Wednesday, 3 April 2013

The Ordinary People


TV.   Alienating.

I was late to bed last night – 3am – because I sat up transcribing a small out of print book I have borrowed from a friend.  It was published in the 1930s, there is no trace of a copy or even a mention of it online, so though it is precious she has lent it to me, and I am slogging through the slow process of typing it up so I can refer to its wisdom at leisure.

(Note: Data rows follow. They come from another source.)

//! Static grid topology for terrain rendering

use basalt_core::{BasaltError, Result};
use bytemuck::{Pod, Zeroable};

use crate::terrain::TerrainConfig;

/// One terrain vertex, laid out for direct GPU upload
#[repr(C)]
#[derive(Copy, Clone, Debug, PartialEq, Pod, Zeroable)]
pub struct TerrainVertex {
    /// World-space position on the XZ plane; elevation is applied by the
    /// renderer from the heightmap.
    pub position: [f32; 3],
    pub tex_coord: [f32; 2],
}

/// Vertex/index topology for a regular grid, two triangles per cell
///
/// Pure topology: generation depends only on the grid dimension and the
/// terrain scales, never on height values. Generated once at terrain
/// construction and static afterwards.
pub struct TriangleList {
    vertices: Vec<TerrainVertex>,
    indices: Vec<u32>,
    size: usize,
}

impl TriangleList {
    /// Generate the topology for a `size` x `size` vertex grid.
    ///
    /// Vertex positions are spaced by `world_scale` on the XZ plane and
    /// texture coordinates span `[0, texture_scale]` across the grid.
    /// A grid smaller than 2x2 has no cells and is an
    /// [`BasaltError::InvalidConfiguration`].
    pub fn new(size: usize, config: &TerrainConfig) -> Result<Self> {
        if size < 2 {
            return Err(BasaltError::InvalidConfiguration(format!(
                "terrain grid needs at least 2x2 vertices, got {size}x{size}"
            )));
        }

        let mut vertices = Vec::with_capacity(size * size);
        for z in 0..size {
            for x in 0..size {
                vertices.push(TerrainVertex {
                    position: [
                        x as f32 * config.world_scale,
                        0.0,
                        z as f32 * config.world_scale,
                    ],
                    tex_coord: [
                        config.texture_scale * x as f32 / (size - 1) as f32,
                        config.texture_scale * z as f32 / (size - 1) as f32,
                    ],
                });
            }
        }

        // Two CCW triangles per cell
        let cells = size - 1;
        let mut indices = Vec::with_capacity(cells * cells * 6);
        for z in 0..cells {
            for x in 0..cells {
                let tl = (z * size + x) as u32;
                let tr = tl + 1;
                let bl = tl + size as u32;
                let br = bl + 1;

                indices.push(tl);
                indices.push(bl);
                indices.push(br);

                indices.push(tl);
                indices.push(br);
                indices.push(tr);
            }
        }

        Ok(Self {
            vertices,
            indices,
            size,
        })
    }

    pub fn vertices(&self) -> &[TerrainVertex] {
        &self.vertices
    }

    pub fn indices(&self) -> &[u32] {
        &self.indices
    }

    /// Grid dimension in vertices along each axis
    pub fn size(&self) -> usize {
        self.size
    }

    pub fn triangle_count(&self) -> usize {
        self.indices.len() / 3
    }
}
//! Basalt Scene - scene object management and TOML scene files
//!
//! A fixed-capacity arena of scene objects addressed by stable handles,
//! a render list resolved through the arena, and TOML serialization of
//! the scene description.

mod format;
mod loader;
mod object;
mod saver;
mod scene;

pub use format::{ObjectDef, SceneFile, SceneMetadata};
pub use loader::{load_scene, load_scene_string};
pub use object::{SceneObject, SceneObjectHandle};
pub use saver::{save_scene, save_scene_string, scene_to_file};
pub use scene::{Scene, DEFAULT_CAPACITY};

#[cfg(test)]
mod tests {
    use super::*;
    use basalt_core::{BasaltError, ModelHandle, Vec3};

    #[test]
    fn build_a_default_scene() {
        // The classic startup scene: one big flat ground square.
        let mut scene = Scene::new();
        let mut square = SceneObject::with_model(ModelHandle(0));
        square.set_rotation(Vec3::new(-90.0, 0.0, 0.0));
        square.set_scale(Vec3::new(1000.0, 1000.0, 1000.0));
        square.set_flat_color(basalt_core::Color::new(0.5, 0.5, 0.5));

        let handle = scene.create_object(square).unwrap();
        scene.add_to_render_list(handle).unwrap();

        assert_eq!(scene.render_objects().count(), 1);
        let m = scene.object(handle).unwrap().world_matrix();
        // Scale survives the rotation in the world matrix's column lengths.
        let col0_len = (m[0][0].powi(2) + m[0][1].powi(2) + m[0][2].powi(2)).sqrt();
        assert!((col0_len - 1000.0).abs() < 1e-2);
    }

    #[test]
    fn capacity_is_enforced_across_the_api() {
        let mut scene = Scene::with_capacity(8);
        for _ in 0..8 {
            scene.create_object(SceneObject::new()).unwrap();
        }

        assert!(matches!(
            scene.create_object(SceneObject::new()),
            Err(BasaltError::SceneFull(8))
        ));

        // A handle past the in-use count is invalid even below capacity.
        let mut small = Scene::with_capacity(8);
        small.create_object(SceneObject::new()).unwrap();
        assert!(small.object(SceneObjectHandle(7)).is_err());
    }
}
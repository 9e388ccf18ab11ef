//! Scene saving to TOML files

use std::fs;
use std::path::Path;

use basalt_core::Result;

use crate::format::{ObjectDef, SceneFile, SceneMetadata};
use crate::scene::Scene;

/// Save a scene to a TOML file
pub fn save_scene<P: AsRef<Path>>(path: P, scene: &Scene, name: impl Into<String>) -> Result<()> {
    let content = save_scene_string(scene, name)?;
    fs::write(path, content)?;
    Ok(())
}

/// Save a scene to a TOML string
pub fn save_scene_string(scene: &Scene, name: impl Into<String>) -> Result<String> {
    let scene_file = scene_to_file(scene, name);
    let content = toml::to_string_pretty(&scene_file)?;
    Ok(content)
}

/// Convert a scene to its file representation
pub fn scene_to_file(scene: &Scene, name: impl Into<String>) -> SceneFile {
    let objects = scene
        .objects()
        .map(|(handle, object)| ObjectDef {
            position: object.transform.position,
            rotation: object.transform.rotation,
            scale: object.transform.scale,
            model: object.model,
            flat_color: object.flat_color,
            visible: scene.render_list().contains(&handle),
        })
        .collect();

    SceneFile {
        scene: SceneMetadata {
            name: name.into(),
            version: "1.0".to_string(),
        },
        objects,
    }
}
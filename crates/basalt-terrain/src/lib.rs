//! Basalt Terrain - Heightmap terrain with slope-based lighting
//!
//! Provides heightmap loading and sampling, static grid topology
//! generation, and per-vertex brightness from a slope approximation that
//! costs two height lookups per cell instead of a normal computation.
//! Does not depend on a renderer — geometry and draw state flow out
//! through the [`TerrainRenderer`] trait for a backend to consume.

pub mod heightmap;
pub mod lighting;
pub mod terrain;
pub mod triangle_list;

pub use heightmap::HeightMap;
pub use lighting::{DirectionalLight, SlopeLightInfo};
pub use terrain::{Terrain, TerrainConfig, TerrainRenderer, TextureLayer, MAX_TEXTURE_LAYERS};
pub use triangle_list::{TerrainVertex, TriangleList};
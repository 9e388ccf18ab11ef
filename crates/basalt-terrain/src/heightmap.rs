//! Height-map storage, sampling, and the raw on-disk codec

use std::fs::File;
use std::io::{BufReader, BufWriter, Write};
use std::path::Path;

use basalt_core::{BasaltError, Result};
use byteorder::{LittleEndian, ReadBytesExt, WriteBytesExt};

/// A square grid of elevation samples
///
/// Samples are stored row-major and addressed by integer `(x, z)` grid
/// coordinates. The grid dimension is fixed at construction.
pub struct HeightMap {
    /// Row-major elevation values, `size * size` entries
    samples: Vec<f32>,
    /// Grid dimension in samples along each axis
    size: usize,
    min_height: f32,
    max_height: f32,
}

impl HeightMap {
    /// Create a heightmap from raw row-major samples.
    ///
    /// The sample count must be `size * size`; anything else is a
    /// [`BasaltError::LoadFailure`].
    pub fn from_samples(samples: Vec<f32>, size: usize) -> Result<Self> {
        if size == 0 || samples.len() != size * size {
            return Err(BasaltError::LoadFailure(format!(
                "expected {} samples for a {size}x{size} grid, got {}",
                size * size,
                samples.len()
            )));
        }

        let (min_height, max_height) = min_max(&samples);

        Ok(Self {
            samples,
            size,
            min_height,
            max_height,
        })
    }

    /// Load a heightmap from a raw little-endian `f32` grid file.
    ///
    /// The format is headerless; the square dimension is implicit in the
    /// file length. A file that is not a whole number of `f32`s, or whose
    /// sample count is not a perfect square, is a `LoadFailure`.
    pub fn load<P: AsRef<Path>>(path: P) -> Result<Self> {
        let path = path.as_ref();
        let file = File::open(path).map_err(|e| {
            BasaltError::LoadFailure(format!("failed to open heightmap '{}': {}", path.display(), e))
        })?;

        let byte_len = file.metadata()?.len();
        if byte_len % 4 != 0 {
            return Err(BasaltError::LoadFailure(format!(
                "heightmap '{}' is {} bytes, not a whole number of f32 samples",
                path.display(),
                byte_len
            )));
        }

        let count = (byte_len / 4) as usize;
        let size = (count as f64).sqrt().round() as usize;
        if size == 0 || size * size != count {
            return Err(BasaltError::LoadFailure(format!(
                "heightmap '{}' holds {} samples, which is not a square grid",
                path.display(),
                count
            )));
        }

        let mut reader = BufReader::new(file);
        let mut samples = Vec::with_capacity(count);
        for _ in 0..count {
            // Bit-pattern preserving: NaN payloads survive a round-trip.
            samples.push(f32::from_bits(reader.read_u32::<LittleEndian>()?));
        }

        tracing::info!(size, path = %path.display(), "loaded heightmap");

        Self::from_samples(samples, size)
    }

    /// Write the raw little-endian `f32` grid. Inverse of [`HeightMap::load`].
    pub fn save<P: AsRef<Path>>(&self, path: P) -> Result<()> {
        let mut writer = BufWriter::new(File::create(path.as_ref())?);
        for &sample in &self.samples {
            writer.write_u32::<LittleEndian>(sample.to_bits())?;
        }
        writer.flush()?;
        Ok(())
    }

    /// Load a heightmap from a square grayscale image.
    /// Values are normalized to [0..1] regardless of bit depth.
    pub fn from_image<P: AsRef<Path>>(path: P) -> Result<Self> {
        let path = path.as_ref();
        let img = image::open(path).map_err(|e| {
            BasaltError::LoadFailure(format!("failed to load heightmap '{}': {}", path.display(), e))
        })?;

        let gray = img.into_luma16();
        if gray.width() != gray.height() {
            return Err(BasaltError::LoadFailure(format!(
                "heightmap image '{}' is {}x{}, terrain grids must be square",
                path.display(),
                gray.width(),
                gray.height()
            )));
        }

        let size = gray.width() as usize;
        let samples: Vec<f32> = gray.pixels().map(|p| p.0[0] as f32 / 65535.0).collect();

        tracing::info!(size, path = %path.display(), "loaded heightmap image");

        Self::from_samples(samples, size)
    }

    /// Grid dimension in samples along each axis
    pub fn size(&self) -> usize {
        self.size
    }

    /// Lowest sample in the grid
    pub fn min_height(&self) -> f32 {
        self.min_height
    }

    /// Highest sample in the grid
    pub fn max_height(&self) -> f32 {
        self.max_height
    }

    /// The elevation at grid coordinates `(x, z)`.
    ///
    /// Coordinates outside the grid are a [`BasaltError::OutOfBounds`].
    pub fn get(&self, x: usize, z: usize) -> Result<f32> {
        if x >= self.size || z >= self.size {
            return Err(BasaltError::OutOfBounds {
                x: x as i64,
                z: z as i64,
                size: self.size,
            });
        }

        Ok(self.samples[z * self.size + x])
    }

    /// The elevation at `(x, z)`, clamping out-of-range coordinates to the
    /// nearest edge sample.
    pub fn get_clamped(&self, x: i64, z: i64) -> f32 {
        let x = x.clamp(0, self.size as i64 - 1) as usize;
        let z = z.clamp(0, self.size as i64 - 1) as usize;

        self.samples[z * self.size + x]
    }

    /// Bilinear sample at fractional grid coordinates.
    ///
    /// Interpolates between the four surrounding integer samples, so at
    /// integer-aligned coordinates this degenerates exactly to [`HeightMap::get`].
    /// Coordinates outside the grid clamp to the edge rather than extrapolate.
    pub fn sample(&self, fx: f32, fz: f32) -> f32 {
        if self.size == 1 {
            return self.samples[0];
        }

        let max = (self.size - 1) as f32;
        let fx = fx.clamp(0.0, max);
        let fz = fz.clamp(0.0, max);

        let x0 = (fx as usize).min(self.size - 2);
        let z0 = (fz as usize).min(self.size - 2);

        let tx = fx - x0 as f32;
        let tz = fz - z0 as f32;

        let h00 = self.samples[z0 * self.size + x0];
        let h10 = self.samples[z0 * self.size + x0 + 1];
        let h01 = self.samples[(z0 + 1) * self.size + x0];
        let h11 = self.samples[(z0 + 1) * self.size + x0 + 1];

        // Endpoint-exact blend: degenerates to the raw sample at tx/tz of 0
        // or 1, so grid-aligned queries match `get` bit for bit.
        let bottom = h00 * (1.0 - tx) + h10 * tx;
        let top = h01 * (1.0 - tx) + h11 * tx;

        bottom * (1.0 - tz) + top * tz
    }

    /// The raw row-major samples
    pub fn samples(&self) -> &[f32] {
        &self.samples
    }
}

fn min_max(samples: &[f32]) -> (f32, f32) {
    let mut min = f32::INFINITY;
    let mut max = f32::NEG_INFINITY;
    for &s in samples {
        if s < min {
            min = s;
        }
        if s > max {
            max = s;
        }
    }
    (min, max)
}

When I finally went to bed, I lay with a small, dim light still on, admiring my shelves.  They are beautifully tidy and calm.  After years of struggling in this direction I seem finally to have tamed my clothes.  I like everything I own, it is all comfortable and the shapes suit my body.  Everything I have is stretchy or (if woven not knitted) strung on elastic, so I can expand and shrink without fear of expense.  My shoes are all comfy and good for walking in.  I have warm clothes and cool clothes, snuggly and soft.  I have thick leggings and tights for winter, different undergarments to suit the seasons, everything is modest and everything, except nightdresses and some undergarments, is purple.  My stuff is mostly herded up in baskets and it all feels spacious and well-organised and this brings me peace and well-being.  I lay a long time looking at the shelves, occasionally getting out of bed to re-organise something that caught my eye, just to make it perfect.  And eventually I put out the light and drifted off to sleep.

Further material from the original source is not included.